▶ [TRY IT]
Search each line of the data for the word "ChatWidgetBuilder"; copy every line where it is found.

Saved data entries
-.-.-
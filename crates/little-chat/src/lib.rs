//! A terminal chat client assembled from the chat widget and the HTTP
//! backend.
//!
//! The crate includes a CLI tool for using in the terminal. And you can also
//! use it as a library to drive a chat widget from line-based input in your
//! own host apps.

#![deny(missing_docs)]

#[allow(unused_imports)]
#[macro_use]
extern crate tracing;

mod command;
mod session;
#[cfg(feature = "cli")]
mod terminal;

pub use command::{Command, ParseCommandError};
pub use session::{DEFAULT_EMOJIS, Session, SessionBuilder, default_quick_replies};
#[cfg(feature = "cli")]
pub use terminal::TerminalDisplay;

/// Re-exports of [`little_chat_core`] crate.
pub mod core {
    pub use little_chat_core::*;
}
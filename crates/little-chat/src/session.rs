use little_chat_core::display::ChatDisplay;
use little_chat_core::event::{ElementId, UiEvent};
use little_chat_core::input::QuickReply;
use little_chat_core::{ChatWidget, ChatWidgetBuilder, Stage, UiThreadGoneError};
use little_chat_model::ChatBackend;

use crate::command::Command;

/// Glyphs offered by the emoji picker unless configured otherwise.
pub const DEFAULT_EMOJIS: &[&str] = &[
    "😀", "😂", "😊", "😍", "🤔", "👍", "🙏", "👋", "🎉", "❤️", "🌴", "🍹",
];

/// Quick replies offered unless configured otherwise.
pub fn default_quick_replies() -> Vec<QuickReply> {
    vec![
        QuickReply::new("🍳 Menu", "Can I see the menu?"),
        QuickReply::new("🛏️ Rooms", "Do you have any rooms available?"),
        QuickReply::new("🧹 Room service", "I'd like to request room service."),
        QuickReply::new("🏊 Facilities", "What facilities do you have?"),
    ]
}

/// A session builder.
///
/// See [`Session`].
pub struct SessionBuilder {
    widget_builder: ChatWidgetBuilder,
    emojis: Vec<String>,
    quick_replies: Vec<QuickReply>,
}

impl SessionBuilder {
    /// Creates a session builder with a specified backend, the default
    /// emojis and the default quick replies.
    pub fn with_backend<B: ChatBackend + 'static>(backend: B) -> Self {
        Self {
            widget_builder: ChatWidgetBuilder::with_backend(backend),
            emojis: DEFAULT_EMOJIS.iter().map(|&e| e.to_owned()).collect(),
            quick_replies: default_quick_replies(),
        }
    }

    /// Sets the display that messages are drawn into.
    #[inline]
    pub fn with_display(mut self, display: impl ChatDisplay + 'static) -> Self {
        self.widget_builder = self.widget_builder.with_display(display);
        self
    }

    /// Replaces the glyphs offered by the emoji picker.
    pub fn with_emojis<I, S>(mut self, emojis: I) -> Self
    where
        I: IntoIterator<Item = S>,
        S: Into<String>,
    {
        self.emojis = emojis.into_iter().map(Into::into).collect();
        self
    }

    /// Replaces the quick replies.
    #[inline]
    pub fn with_quick_replies(
        mut self,
        quick_replies: impl IntoIterator<Item = QuickReply>,
    ) -> Self {
        self.quick_replies = quick_replies.into_iter().collect();
        self
    }

    /// Attaches a callback to be invoked when the last outstanding reply
    /// has been handled.
    #[inline]
    pub fn on_idle(
        mut self,
        on_idle: impl Fn() + Send + Sync + 'static,
    ) -> Self {
        self.widget_builder = self.widget_builder.on_idle(on_idle);
        self
    }

    /// Builds a new session.
    pub fn build(self) -> Session {
        let SessionBuilder {
            mut widget_builder,
            emojis,
            quick_replies,
        } = self;

        widget_builder = widget_builder.with_emojis(emojis.iter().cloned());
        for reply in &quick_replies {
            widget_builder = widget_builder.with_quick_reply(reply.clone());
        }

        Session {
            widget: widget_builder.build(),
            emojis,
            quick_replies,
        }
    }
}

/// A chat session, like a window that displays messages and has an input
/// box, driven by terminal commands.
///
/// The session holds a fully configured widget that you can use directly,
/// and it is basically a wrapper around [`ChatWidget`].
pub struct Session {
    widget: ChatWidget,
    emojis: Vec<String>,
    quick_replies: Vec<QuickReply>,
}

impl Session {
    /// Returns the underlying widget.
    #[inline]
    pub fn widget(&self) -> &ChatWidget {
        &self.widget
    }

    /// Returns the glyphs offered by the emoji picker.
    #[inline]
    pub fn emojis(&self) -> &[String] {
        &self.emojis
    }

    /// Returns the quick replies.
    #[inline]
    pub fn quick_replies(&self) -> &[QuickReply] {
        &self.quick_replies
    }

    /// Types `message` after whatever is in the input field, then presses
    /// Enter.
    pub async fn send_message(
        &self,
        message: &str,
    ) -> Result<(), UiThreadGoneError> {
        let mut value = self.widget.input_value().await?;
        value.push_str(message);
        self.widget.dispatch(UiEvent::input(value))?;
        self.widget.dispatch(UiEvent::enter(false))
    }

    /// Applies a command to the widget and returns the stage it leaves
    /// the widget in.
    ///
    /// Commands that only show information don't touch the widget.
    pub async fn apply(
        &self,
        command: &Command,
    ) -> Result<Stage, UiThreadGoneError> {
        match command {
            Command::Say(text) => self.send_message(text).await?,
            Command::Send => {
                self.widget.dispatch(UiEvent::click(ElementId::SendButton))?
            }
            Command::ToggleEmojis => {
                self.widget.dispatch(UiEvent::click(ElementId::EmojiToggle))?
            }
            Command::PickEmoji(idx) => {
                // Items can only be clicked while the picker is open.
                if !self.widget.is_emoji_picker_visible().await? {
                    self.widget
                        .dispatch(UiEvent::click(ElementId::EmojiToggle))?;
                }
                self.widget
                    .dispatch(UiEvent::click(ElementId::EmojiItem(*idx)))?;
            }
            Command::QuickReply(idx) => {
                self.widget
                    .dispatch(UiEvent::click(ElementId::QuickReply(*idx)))?
            }
            Command::QuickReplies | Command::Help | Command::Quit => {}
        }
        self.widget.stage().await
    }
}
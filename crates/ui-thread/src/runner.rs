use std::fmt::Debug;
use std::sync::Arc;

use tokio::select;
use tokio::sync::mpsc;

use crate::handle::StopSignal;
use crate::{Handlers, UiThread};

type Work<S, E> = Box<dyn FnOnce(&mut S, &UiThread<S, E>) + Send>;

/// An entry of the UI thread's queue.
pub(crate) enum Job<S, E> {
    Event(E),
    Run(Work<S, E>),
}

pub(crate) async fn run_ui_thread<S, E>(
    mut state: S,
    handlers: Handlers<S, E>,
    mut rx: mpsc::UnboundedReceiver<Job<S, E>>,
    tx: mpsc::WeakUnboundedSender<Job<S, E>>,
    stop: Arc<StopSignal>,
) where
    S: Send + 'static,
    E: Debug + Send + 'static,
{
    debug!(handlers = handlers.len(), "started");
    loop {
        let job = select! {
            biased;

            _ = stop.raised() => break,
            job = rx.recv() => match job {
                Some(job) => job,
                None => break,
            },
        };
        if stop.is_raised() {
            break;
        }
        let Some(tx) = tx.upgrade() else {
            warn!("all handles are gone, dropping the queued jobs");
            break;
        };
        let ui = UiThread::from_parts(tx, Arc::clone(&stop));

        match job {
            Job::Event(event) => {
                trace_span!("event", ?event).in_scope(|| {
                    let count = handlers.dispatch(&mut state, &event, &ui);
                    trace!(count, "handled");
                });
            }
            Job::Run(work) => {
                trace_span!("work").in_scope(|| work(&mut state, &ui));
            }
        }
    }
    debug!("will terminate");
}
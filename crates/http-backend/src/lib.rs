//! A chat backend that posts the transcript to an HTTP endpoint.
//!
//! The endpoint takes `{"history": [{"role", "content"}, ...]}` and
//! answers `{"response": "..."}`. Anything else, including a non-success
//! status, is reported as an error. The content type of a reply is not
//! trusted, only its body is.

#[macro_use]
extern crate tracing;

mod config;
mod proto;

use std::error::Error as StdError;
use std::fmt::{self, Display};
use std::sync::Arc;

use little_chat_model::{
    ChatBackend, ChatBackendError, ChatReply, ChatRequest, ErrorKind,
};
use mime::Mime;
use reqwest::{Client, header};

pub use config::{DEFAULT_BASE_URL, HttpBackendConfig, HttpBackendConfigBuilder};

/// Error type for [`HttpBackend`].
#[derive(Debug)]
pub struct Error {
    message: String,
    kind: ErrorKind,
}

impl Error {
    fn new(message: impl Into<String>, kind: ErrorKind) -> Self {
        Self {
            message: message.into(),
            kind,
        }
    }

    /// Returns the error message.
    #[inline]
    pub fn message(&self) -> &str {
        &self.message
    }
}

impl Display for Error {
    fn fmt(&self, f: &mut fmt::Formatter<'_>) -> fmt::Result {
        write!(f, "{}", self.message)
    }
}

impl StdError for Error {}

impl ChatBackendError for Error {
    #[inline]
    fn kind(&self) -> ErrorKind {
        self.kind
    }
}

/// HTTP chat backend.
#[derive(Clone, Debug)]
pub struct HttpBackend {
    client: Client,
    config: Arc<HttpBackendConfig>,
}

impl HttpBackend {
    /// Creates a new `HttpBackend` with the given configuration.
    #[inline]
    pub fn new(config: HttpBackendConfig) -> Self {
        Self {
            client: Client::new(),
            config: Arc::new(config),
        }
    }
}

impl ChatBackend for HttpBackend {
    type Error = Error;

    fn send_request(
        &self,
        req: &ChatRequest,
    ) -> impl Future<Output = Result<ChatReply, Self::Error>> + Send + 'static
    {
        let payload = proto::create_payload(req);
        let mut builder = self
            .client
            .post(self.config.endpoint())
            .header(header::CONTENT_TYPE, "application/json")
            .json(&payload);
        if let Some(timeout) = self.config.timeout {
            builder = builder.timeout(timeout);
        }
        let resp_fut = builder.send();

        async move {
            let resp = match resp_fut.await {
                Ok(resp) => resp,
                Err(err) => {
                    return Err(Error::new(
                        format!("{err}"),
                        ErrorKind::Transport,
                    ));
                }
            };

            let status = resp.status();
            if !status.is_success() {
                return Err(Error::new(
                    format!("server responded with {status}"),
                    ErrorKind::Status,
                ));
            }

            // The body decides, a mislabelled JSON reply is still a reply.
            if let Some(content_type) = resp
                .headers()
                .get(header::CONTENT_TYPE)
                .and_then(|v| v.to_str().ok())
                .filter(|v| !is_json(v))
            {
                debug!("reply is labelled as {content_type}, parsing anyway");
            }

            let body = match resp.bytes().await {
                Ok(body) => body,
                Err(err) => {
                    return Err(Error::new(
                        format!("{err}"),
                        ErrorKind::Transport,
                    ));
                }
            };
            trace!("got a {}-byte body", body.len());

            proto::parse_reply(&body).map_err(|err| {
                Error::new(
                    format!("malformed reply: {err}"),
                    ErrorKind::MalformedReply,
                )
            })
        }
    }
}

fn is_json(content_type: &str) -> bool {
    content_type
        .parse()
        .map(|m: Mime| {
            m.subtype() == mime::JSON || m.suffix() == Some(mime::JSON)
        })
        .unwrap_or(false)
}

#[cfg(test)]
mod tests {
    use super::*;

    #[test]
    fn test_is_json() {
        assert!(is_json("application/json"));
        assert!(is_json("application/json; charset=utf-8"));
        assert!(is_json("application/problem+json"));
        assert!(!is_json("text/plain"));
        assert!(!is_json("not a mime"));
    }
}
-.-.-
▶ [SOLUTION]
use little_chat_core::{ChatWidget, ChatWidgetBuilder, Stage, UiThreadGoneError};
    widget_builder: ChatWidgetBuilder,
            widget_builder: ChatWidgetBuilder::with_backend(backend),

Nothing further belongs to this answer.